##### Material to process #####

//! EMSA-PSS encoding (RFC 8017, section 9.1.1).
//!
//! The salt is always caller-supplied. Production signing draws it from a
//! CSPRNG at the call site; conformance tests pin it, which makes the
//! whole encoding — and therefore the RSA signature over it — a
//! reproducible function of its inputs. There is no process-wide hook to
//! swap randomness sources.

use crate::error::CryptoError;
use crate::hash::HashAlgorithm;

/// PSS trailer byte.
const TRAILER: u8 = 0xBC;

/// Encode a message digest into an `emBits`-bit EMSA-PSS block.
///
/// ```text
/// M' = 0x00 * 8 ++ mHash ++ salt
/// H  = Hash(M')
/// DB = PS ++ 0x01 ++ salt          (PS = zero padding)
/// EM = (DB xor MGF1(H)) ++ H ++ 0xBC,  top (8*emLen - emBits) bits cleared
/// ```
///
/// # Errors
///
/// - [`CryptoError::DigestLengthMismatch`] if `message_digest` is not the
///   output length of `hash`
/// - [`CryptoError::PssDoesNotFit`] if `emLen < hLen + saltLen + 2`; the
///   salt is never truncated to fit
pub fn encode_pss(
    message_digest: &[u8],
    em_bits: usize,
    hash: HashAlgorithm,
    salt: &[u8],
) -> Result<Vec<u8>, CryptoError> {
    let h_len = hash.output_len();
    if message_digest.len() != h_len {
        return Err(CryptoError::DigestLengthMismatch {
            algorithm: hash,
            expected: h_len,
            got: message_digest.len(),
        });
    }

    let em_len = em_bits.div_ceil(8);
    if em_len < h_len + salt.len() + 2 {
        return Err(CryptoError::PssDoesNotFit { em_bits });
    }

    let h = hash.digest_parts(&[&[0u8; 8], message_digest, salt]);

    // DB = PS ++ 0x01 ++ salt, masked by MGF1(H).
    let db_len = em_len - h_len - 1;
    let mut db = vec![0u8; db_len];
    let ps_len = db_len - salt.len() - 1;
    db[ps_len] = 0x01;
    db[ps_len + 1..].copy_from_slice(salt);

    for (db_byte, mask_byte) in db.iter_mut().zip(mgf1(hash, &h, db_len)) {
        *db_byte ^= mask_byte;
    }

    // Clear the bits that overhang emBits.
    db[0] &= 0xFF >> (8 * em_len - em_bits);

    let mut em = db;
    em.extend_from_slice(&h);
    em.push(TRAILER);
    Ok(em)
}

/// MGF1: counter-mode expansion of `seed` with the given hash.
fn mgf1(hash: HashAlgorithm, seed: &[u8], mask_len: usize) -> Vec<u8> {
    let h_len = hash.output_len();
    let mut mask = Vec::with_capacity(mask_len.next_multiple_of(h_len));
    for counter in 0..mask_len.div_ceil(h_len) {
        let counter = u32::try_from(counter).unwrap_or(u32::MAX).to_be_bytes();
        mask.extend_from_slice(&hash.digest_parts(&[seed, &counter]));
    }
    mask.truncate(mask_len);
    mask
}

#####

Please output an exact copy of the lines above, from the opening line of the data down to the line that contains "db[ps_len + 1..].copy_from_slice(salt);".

//! EMSA-PSS encoding (RFC 8017, section 9.1.1).
//!
//! The salt is always caller-supplied. Production signing draws it from a
//! CSPRNG at the call site; conformance tests pin it, which makes the
//! whole encoding — and therefore the RSA signature over it — a
//! reproducible function of its inputs. There is no process-wide hook to
//! swap randomness sources.

use crate::error::CryptoError;
use crate::hash::HashAlgorithm;

/// PSS trailer byte.
const TRAILER: u8 = 0xBC;

/// Encode a message digest into an `emBits`-bit EMSA-PSS block.
///
/// ```text
/// M' = 0x00 * 8 ++ mHash ++ salt
/// H  = Hash(M')
/// DB = PS ++ 0x01 ++ salt          (PS = zero padding)
/// EM = (DB xor MGF1(H)) ++ H ++ 0xBC,  top (8*emLen - emBits) bits cleared
/// ```
///
/// # Errors
///
/// - [`CryptoError::DigestLengthMismatch`] if `message_digest` is not the
///   output length of `hash`
/// - [`CryptoError::PssDoesNotFit`] if `emLen < hLen + saltLen + 2`; the
///   salt is never truncated to fit
pub fn encode_pss(
    message_digest: &[u8],
    em_bits: usize,
    hash: HashAlgorithm,
    salt: &[u8],
) -> Result<Vec<u8>, CryptoError> {
    let h_len = hash.output_len();
    if message_digest.len() != h_len {
        return Err(CryptoError::DigestLengthMismatch {
            algorithm: hash,
            expected: h_len,
            got: message_digest.len(),
        });
    }

    let em_len = em_bits.div_ceil(8);
    if em_len < h_len + salt.len() + 2 {
        return Err(CryptoError::PssDoesNotFit { em_bits });
    }

    let h = hash.digest_parts(&[&[0u8; 8], message_digest, salt]);

    // DB = PS ++ 0x01 ++ salt, masked by MGF1(H).
    let db_len = em_len - h_len - 1;
    let mut db = vec![0u8; db_len];
    let ps_len = db_len - salt.len() - 1;
    db[ps_len] = 0x01;
    db[ps_len + 1..].copy_from_slice(salt);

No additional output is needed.